* _DATA FOR REVIEW_:
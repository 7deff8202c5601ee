use std::future::Future;
use std::net::SocketAddr;
use std::time::Duration;

use anyhow::Context;
use axum::{
    Json, Router,
    extract::{
        Path, Query, State,
        rejection::{JsonRejection, PathRejection},
    },
    http::StatusCode,
    routing::{get, patch, post},
};
use serde::{Deserialize, Serialize};
use serde_json::{Value, json};
use tokio::net::TcpListener;
use tower_http::{cors::CorsLayer, trace::TraceLayer};

use crate::adapters::ApiError;
use crate::config::{ServerConfig, TlsConfig};
use crate::core::{StatusFilter, Todo, TodoCounts, TodoId, TodoPatch, TodoRepository};
use crate::transport::configure_tls;

#[cfg(feature = "tracing")]
use tracing::{info, warn};

#[derive(Clone)]
pub struct AppState {
    pub repo: TodoRepository,
}

#[derive(Debug, Deserialize)]
pub struct CreateTodoRequest {
    pub title: Option<String>,
    pub description: Option<String>,
}

/// Fields left out (or sent as `null`) are not changed.
#[derive(Debug, Deserialize)]
pub struct UpdateTodoRequest {
    pub title: Option<String>,
    pub description: Option<String>,
    pub completed: Option<bool>,
}

impl From<UpdateTodoRequest> for TodoPatch {
    fn from(body: UpdateTodoRequest) -> Self {
        TodoPatch {
            title: body.title,
            description: body.description,
            completed: body.completed,
        }
    }
}

#[derive(Debug, Deserialize)]
pub struct ListQuery {
    pub status: Option<String>,
}

#[derive(Debug, Serialize)]
pub struct TodoList {
    pub todos: Vec<Todo>,
    pub count: usize,
}

#[derive(Debug, Serialize)]
pub struct TodoStats {
    #[serde(flatten)]
    pub counts: TodoCounts,
    pub completion_rate: f64,
}

pub fn router(repo: TodoRepository) -> Router {
    Router::new()
        .route("/health", get(health))
        .route("/todos", get(list_todos).post(create_todo))
        .route("/todos/stats", get(stats))
        .route(
            "/todos/{id}",
            get(get_todo).put(update_todo).delete(delete_todo),
        )
        .route("/todos/{id}/toggle", patch(toggle_todo))
        .route("/admin/reset", post(reset_store))
        .fallback(endpoint_not_found)
        .layer(TraceLayer::new_for_http())
        .layer(CorsLayer::permissive())
        .with_state(AppState { repo })
}

async fn health(State(state): State<AppState>) -> (StatusCode, Json<Value>) {
    match state.repo.ping().await {
        Ok(()) => (
            StatusCode::OK,
            Json(json!({ "status": "healthy", "message": "Todo API is running" })),
        ),
        Err(_e) => {
            #[cfg(feature = "tracing")]
            warn!(error = %_e, "health check failed");
            (
                StatusCode::SERVICE_UNAVAILABLE,
                Json(json!({ "status": "unhealthy", "message": "Storage is unreachable" })),
            )
        }
    }
}

async fn list_todos(
    State(state): State<AppState>,
    Query(query): Query<ListQuery>,
) -> Result<Json<TodoList>, ApiError> {
    let filter = StatusFilter::from_query(query.status.as_deref());
    let todos = state.repo.list(filter).await?;
    Ok(Json(TodoList {
        count: todos.len(),
        todos,
    }))
}

async fn get_todo(
    State(state): State<AppState>,
    id: Result<Path<TodoId>, PathRejection>,
) -> Result<Json<Todo>, ApiError> {
    let id = todo_id(id)?;
    state
        .repo
        .get_by_id(id)
        .await?
        .map(Json)
        .ok_or_else(ApiError::todo_not_found)
}

async fn create_todo(
    State(state): State<AppState>,
    body: Result<Json<CreateTodoRequest>, JsonRejection>,
) -> Result<(StatusCode, Json<Todo>), ApiError> {
    let Json(body) = json_body(body)?;
    let title = body
        .title
        .ok_or_else(|| ApiError::BadRequest("Title is required".into()))?;
    let todo = state
        .repo
        .create(&title, body.description.as_deref().unwrap_or(""))
        .await?;
    Ok((StatusCode::CREATED, Json(todo)))
}

async fn update_todo(
    State(state): State<AppState>,
    id: Result<Path<TodoId>, PathRejection>,
    body: Result<Json<UpdateTodoRequest>, JsonRejection>,
) -> Result<Json<Todo>, ApiError> {
    let id = todo_id(id)?;
    let Json(body) = json_body(body)?;
    state
        .repo
        .update(id, body.into())
        .await?
        .map(Json)
        .ok_or_else(ApiError::todo_not_found)
}

async fn delete_todo(
    State(state): State<AppState>,
    id: Result<Path<TodoId>, PathRejection>,
) -> Result<Json<Value>, ApiError> {
    let id = todo_id(id)?;
    if !state.repo.delete(id).await? {
        return Err(ApiError::todo_not_found());
    }
    Ok(Json(json!({ "message": "Todo deleted successfully" })))
}

async fn toggle_todo(
    State(state): State<AppState>,
    id: Result<Path<TodoId>, PathRejection>,
) -> Result<Json<Todo>, ApiError> {
    let id = todo_id(id)?;
    state
        .repo
        .toggle(id)
        .await?
        .map(Json)
        .ok_or_else(ApiError::todo_not_found)
}

async fn stats(State(state): State<AppState>) -> Result<Json<TodoStats>, ApiError> {
    let counts = state.repo.count().await?;
    Ok(Json(TodoStats {
        completion_rate: counts.completion_rate(),
        counts,
    }))
}

async fn reset_store(State(state): State<AppState>) -> Result<Json<Value>, ApiError> {
    let seeded = state.repo.reset().await?;
    Ok(Json(json!({ "message": "Store reset", "count": seeded.len() })))
}

async fn endpoint_not_found() -> ApiError {
    ApiError::NotFound("Endpoint not found")
}

// Non-numeric ids never match a todo route.
fn todo_id(path: Result<Path<TodoId>, PathRejection>) -> Result<TodoId, ApiError> {
    path.map(|Path(id)| id)
        .map_err(|_| ApiError::NotFound("Endpoint not found"))
}

fn json_body<T>(body: Result<Json<T>, JsonRejection>) -> Result<Json<T>, ApiError> {
    body.map_err(|e| ApiError::BadRequest(format!("Invalid JSON body: {}", e.body_text())))
}

pub struct HttpServer {
    router: Router,
    addr: SocketAddr,
    tls: Option<TlsConfig>,
}

impl HttpServer {
    pub async fn new(repo: TodoRepository, config: &ServerConfig) -> anyhow::Result<Self> {
        Ok(Self {
            router: router(repo),
            addr: config.addr().await?,
            tls: config.tls.clone(),
        })
    }

    /// Serves until `shutdown` resolves, then drains in-flight requests.
    pub async fn run<F>(self, shutdown: F) -> anyhow::Result<()>
    where
        F: Future<Output = ()> + Send + 'static,
    {
        match self.tls {
            Some(tls) => {
                let rustls = configure_tls(&tls).await?;
                let handle = axum_server::Handle::new();
                tokio::spawn({
                    let handle = handle.clone();
                    async move {
                        shutdown.await;
                        handle.graceful_shutdown(Some(Duration::from_secs(10)));
                    }
                });
                #[cfg(feature = "tracing")]
                info!(addr = %self.addr, "HTTPS server started");
                axum_server::bind_rustls(self.addr, rustls)
                    .handle(handle)
                    .serve(self.router.into_make_service())
                    .await
                    .context("received error from running server")?;
            }
            None => {
                let listener = TcpListener::bind(self.addr)
                    .await
                    .with_context(|| format!("failed to listen on {}", self.addr))?;
                #[cfg(feature = "tracing")]
                info!(addr = %self.addr, "HTTP server started");
                axum::serve(listener, self.router)
                    .with_graceful_shutdown(shutdown)
                    .await
                    .context("received error from running server")?;
            }
        }
        Ok(())
    }
}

* _EXERCISE OBJECTIVE_: Read the entries above, then pull out the lines that include "HttpServer".

* _TASK RESULT_:
pub struct HttpServer {
impl HttpServer {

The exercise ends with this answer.